Pull out of the data below the stretch of lines bounded by the one containing "pub fn with_labels(mut" and the one containing "let mut config", both bounds included, unchanged.

= = = = =

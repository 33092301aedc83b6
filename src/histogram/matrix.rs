/// Fixed-shape `n_rows × width` histogram features, row-major.
///
/// Row `i` summarizes generated unit `i`; rows past the last real unit are
/// zero padding.
#[derive(Debug, Clone, PartialEq)]
pub struct HistogramMatrix {
    rows: usize,
    width: usize,
    data: Vec<f32>,
}

impl HistogramMatrix {
    pub fn zeros(rows: usize, width: usize) -> Self {
        Self {
            rows,
            width,
            data: vec![0.0; rows * width],
        }
    }

    pub fn rows(&self) -> usize {
        self.rows
    }

    pub fn width(&self) -> usize {
        self.width
    }

    pub fn row(&self, index: usize) -> &[f32] {
        &self.data[index * self.width..(index + 1) * self.width]
    }

    pub(crate) fn row_mut(&mut self, index: usize) -> &mut [f32] {
        &mut self.data[index * self.width..(index + 1) * self.width]
    }

    pub fn as_slice(&self) -> &[f32] {
        &self.data
    }

    pub fn into_vec(self) -> Vec<f32> {
        self.data
    }

    /// Number of rows with at least one non-zero count.
    pub fn effective_len(&self) -> usize {
        (0..self.rows)
            .filter(|&i| self.row(i).iter().sum::<f32>() != 0.0)
            .count()
    }
}
use std::fmt;
use std::path::PathBuf;
use std::str::FromStr;

use crate::chunking::{Granularity, GranularityPair};
use crate::config::{Config, ConfigError, DEFAULT_CACHE_DIR};
use crate::constants::{AGGREGATE_FEATURE_WIDTH, DEFAULT_HISTOGRAM_ROWS, DEFAULT_MAX_DOC_UNITS};
use crate::histogram::{BinEdges, LabelSelection};
use crate::imager::ImagerConfig;
use crate::nli::ModelSpec;

/// Reduction of per-row responses to the final feature vector.
#[derive(Debug, Clone, Copy, PartialEq, Eq, Default)]
pub enum Aggregation {
    #[default]
    Mean,
    Min,
    Max,
    /// `[min, mean, max]`
    All,
}

impl Aggregation {
    pub fn as_str(&self) -> &'static str {
        match self {
            Aggregation::Mean => "mean",
            Aggregation::Min => "min",
            Aggregation::Max => "max",
            Aggregation::All => "all",
        }
    }

    /// Feature for `responses`; empty input yields zeros.
    pub fn features(&self, responses: &[f32]) -> [f32; AGGREGATE_FEATURE_WIDTH] {
        if responses.is_empty() {
            return [0.0; AGGREGATE_FEATURE_WIDTH];
        }

        let min = responses.iter().copied().fold(f32::INFINITY, f32::min);
        let max = responses.iter().copied().fold(f32::NEG_INFINITY, f32::max);
        let mean = responses.iter().sum::<f32>() / responses.len() as f32;

        match self {
            Aggregation::Mean => [mean; AGGREGATE_FEATURE_WIDTH],
            Aggregation::Min => [min; AGGREGATE_FEATURE_WIDTH],
            Aggregation::Max => [max; AGGREGATE_FEATURE_WIDTH],
            Aggregation::All => [min, mean, max],
        }
    }
}

impl fmt::Display for Aggregation {
    fn fmt(&self, f: &mut fmt::Formatter<'_>) -> fmt::Result {
        f.write_str(self.as_str())
    }
}

impl FromStr for Aggregation {
    type Err = ConfigError;

    fn from_str(s: &str) -> Result<Self, Self::Err> {
        match s.trim() {
            "mean" => Ok(Aggregation::Mean),
            "min" => Ok(Aggregation::Min),
            "max" => Ok(Aggregation::Max),
            "all" => Ok(Aggregation::All),
            _ => Err(ConfigError::InvalidAggregation {
                value: s.to_string(),
            }),
        }
    }
}

/// Configuration of a [`LearnedAggregator`](super::LearnedAggregator).
#[derive(Debug, Clone)]
pub struct AggregatorConfig {
    /// One Imager per model; image planes are stacked in this order.
    pub models: Vec<ModelSpec>,
    pub granularity: GranularityPair,
    pub bins: BinEdges,
    pub nli_labels: LabelSelection,
    pub agg: Aggregation,
    /// Histogram rows per document (generated units kept).
    pub n_rows: usize,
    /// Safetensors checkpoint for the two linear layers.
    pub start_file: Option<PathBuf>,
    /// Merge each Imager's persisted cache at construction.
    pub load_cache: bool,
    pub use_cache: bool,
    pub max_doc_units: usize,
    pub cache_dir: PathBuf,
    /// Root directory holding one sub-directory of weights per model name.
    pub model_dir: Option<PathBuf>,
}

impl AggregatorConfig {
    /// Resolves `models` with defaults: sentence granularity, `even50` bins,
    /// entailment only, mean aggregation, no checkpoint.
    pub fn new<S: AsRef<str>>(models: &[S]) -> Result<Self, ConfigError> {
        if models.is_empty() {
            return Err(ConfigError::EmptyModelList);
        }
        let models = models
            .iter()
            .map(|name| ModelSpec::resolve(name.as_ref()))
            .collect::<Result<Vec<_>, _>>()?;

        Ok(Self {
            models,
            granularity: GranularityPair::uniform(Granularity::Sentence),
            bins: BinEdges::even(50)?,
            nli_labels: LabelSelection::default(),
            agg: Aggregation::Mean,
            n_rows: DEFAULT_HISTOGRAM_ROWS,
            start_file: None,
            load_cache: false,
            use_cache: true,
            max_doc_units: DEFAULT_MAX_DOC_UNITS,
            cache_dir: PathBuf::from(DEFAULT_CACHE_DIR),
            model_dir: None,
        })
    }

    /// Like [`AggregatorConfig::new`], with paths and limits from `config`.
    pub fn from_config<S: AsRef<str>>(models: &[S], config: &Config) -> Result<Self, ConfigError> {
        let mut aggregator_config = Self::new(models)?;
        aggregator_config.use_cache = config.use_cache;
        aggregator_config.max_doc_units = config.max_doc_units;
        aggregator_config.cache_dir = config.cache_dir.clone();
        aggregator_config.model_dir = config.model_dir.clone();
        Ok(aggregator_config)
    }

    pub fn with_granularity(mut self, granularity: GranularityPair) -> Self {
        self.granularity = granularity;
        self
    }

    pub fn with_bins(mut self, bins: BinEdges) -> Self {
        self.bins = bins;
        self
    }

    pub fn with_labels(mut self, nli_labels: LabelSelection) -> Self {
        self.nli_labels = nli_labels;
        self
    }

    pub fn with_aggregation(mut self, agg: Aggregation) -> Self {
        self.agg = agg;
        self
    }

    pub fn with_rows(mut self, n_rows: usize) -> Self {
        self.n_rows = n_rows;
        self
    }

    pub fn with_start_file<P: Into<PathBuf>>(mut self, start_file: P) -> Self {
        self.start_file = Some(start_file.into());
        self
    }

    pub fn with_load_cache(mut self, load_cache: bool) -> Self {
        self.load_cache = load_cache;
        self
    }

    pub fn with_cache_dir<P: Into<PathBuf>>(mut self, cache_dir: P) -> Self {
        self.cache_dir = cache_dir.into();
        self
    }

    pub fn validate(&self) -> Result<(), ConfigError> {
        if self.models.is_empty() {
            return Err(ConfigError::EmptyModelList);
        }
        if self.n_rows == 0 {
            return Err(ConfigError::ZeroSize { name: "n_rows" });
        }
        Ok(())
    }

    /// Input width of the per-row layer: `models × labels × bins`.
    pub fn full_size(&self) -> usize {
        self.models.len() * self.nli_labels.len() * self.bins.n_bins()
    }

    /// Imager configuration for one of the configured models.
    pub fn imager_config(&self, model: &ModelSpec) -> ImagerConfig {
        let mut config = ImagerConfig::for_model(model.clone(), self.granularity)
            .with_cache(self.use_cache)
            .with_max_doc_units(self.max_doc_units)
            .with_cache_dir(self.cache_dir.clone());
        if let Some(root) = &self.model_dir {
            config = config.with_model_path(root.join(model.name()));
        }
        config
    }
}
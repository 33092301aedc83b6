//! Histogram features over NLI images.
//!
//! Each generated-unit column of an image becomes one row: for every image
//! plane whose label is selected (planes cycle entailment, contradiction,
//! neutral per model), the column is binned with fixed [`BinEdges`] and the
//! per-plane counts are concatenated. Rows are padded with zeros or truncated
//! to `n_rows`.

mod bins;
mod labels;
mod matrix;

#[cfg(test)]
mod tests;

pub use bins::BinEdges;
pub use labels::LabelSelection;
pub use matrix::HistogramMatrix;

use crate::constants::DEFAULT_HISTOGRAM_ROWS;
use crate::image::Image;

#[derive(Debug, Clone, PartialEq)]
pub struct HistogramBinner {
    edges: BinEdges,
    labels: LabelSelection,
    n_rows: usize,
}

impl HistogramBinner {
    pub fn new(edges: BinEdges, labels: LabelSelection) -> Self {
        Self {
            edges,
            labels,
            n_rows: DEFAULT_HISTOGRAM_ROWS,
        }
    }

    pub fn with_rows(mut self, n_rows: usize) -> Self {
        self.n_rows = n_rows;
        self
    }

    pub fn edges(&self) -> &BinEdges {
        &self.edges
    }

    pub fn labels(&self) -> &LabelSelection {
        &self.labels
    }

    pub fn n_rows(&self) -> usize {
        self.n_rows
    }

    /// Row width for an image stacked from `n_models` models.
    pub fn width_for(&self, n_models: usize) -> usize {
        n_models * self.labels.len() * self.edges.n_bins()
    }

    /// Image planes read from an image of `depth` planes, in order.
    fn selected_planes(&self, depth: usize) -> impl Iterator<Item = usize> + '_ {
        (0..depth).filter(move |&plane| self.labels.selects_plane(plane))
    }

    pub fn compute(&self, image: &Image) -> HistogramMatrix {
        let n_bins = self.edges.n_bins();
        let planes: Vec<usize> = self.selected_planes(image.depth()).collect();
        let width = planes.len() * n_bins;
        let mut matrix = HistogramMatrix::zeros(self.n_rows, width);

        for col in 0..image.cols().min(self.n_rows) {
            let row = matrix.row_mut(col);
            for (slot, &plane) in planes.iter().enumerate() {
                let counts = &mut row[slot * n_bins..(slot + 1) * n_bins];
                self.edges.accumulate(image.column(plane, col), counts);
            }
        }

        matrix
    }
}
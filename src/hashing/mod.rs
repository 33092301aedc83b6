use blake3::Hasher;

/// Computes the 32-byte cache key for an `(original, generated)` text pair.
///
/// Each text is prefixed with its byte length, so no choice of separator can make
/// two different pairs encode to the same input (`("ab", "c")` vs `("a", "bc")`).
#[inline]
pub fn hash_text_pair(original: &str, generated: &str) -> [u8; 32] {
    let mut hasher = Hasher::new();
    hasher.update(&(original.len() as u64).to_le_bytes());
    hasher.update(original.as_bytes());
    hasher.update(&(generated.len() as u64).to_le_bytes());
    hasher.update(generated.as_bytes());
    *hasher.finalize().as_bytes()
}

/// Renders the first bytes of a key as hex for log output.
pub fn short_hex(key: &[u8; 32]) -> String {
    key[..6].iter().map(|b| format!("{b:02x}")).collect()
}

= = = = =

▸ **Response below**:
    pub fn with_labels(mut self, nli_labels: LabelSelection) -> Self {
        self.nli_labels = nli_labels;
        self
    }

    pub fn with_aggregation(mut self, agg: Aggregation) -> Self {
        self.agg = agg;
        self
    }

    pub fn with_rows(mut self, n_rows: usize) -> Self {
        self.n_rows = n_rows;
        self
    }

    pub fn with_start_file<P: Into<PathBuf>>(mut self, start_file: P) -> Self {
        self.start_file = Some(start_file.into());
        self
    }

    pub fn with_load_cache(mut self, load_cache: bool) -> Self {
        self.load_cache = load_cache;
        self
    }

    pub fn with_cache_dir<P: Into<PathBuf>>(mut self, cache_dir: P) -> Self {
        self.cache_dir = cache_dir.into();
        self
    }

    pub fn validate(&self) -> Result<(), ConfigError> {
        if self.models.is_empty() {
            return Err(ConfigError::EmptyModelList);
        }
        if self.n_rows == 0 {
            return Err(ConfigError::ZeroSize { name: "n_rows" });
        }
        Ok(())
    }

    /// Input width of the per-row layer: `models × labels × bins`.
    pub fn full_size(&self) -> usize {
        self.models.len() * self.nli_labels.len() * self.bins.n_bins()
    }

    /// Imager configuration for one of the configured models.
    pub fn imager_config(&self, model: &ModelSpec) -> ImagerConfig {
        let mut config = ImagerConfig::for_model(model.clone(), self.granularity)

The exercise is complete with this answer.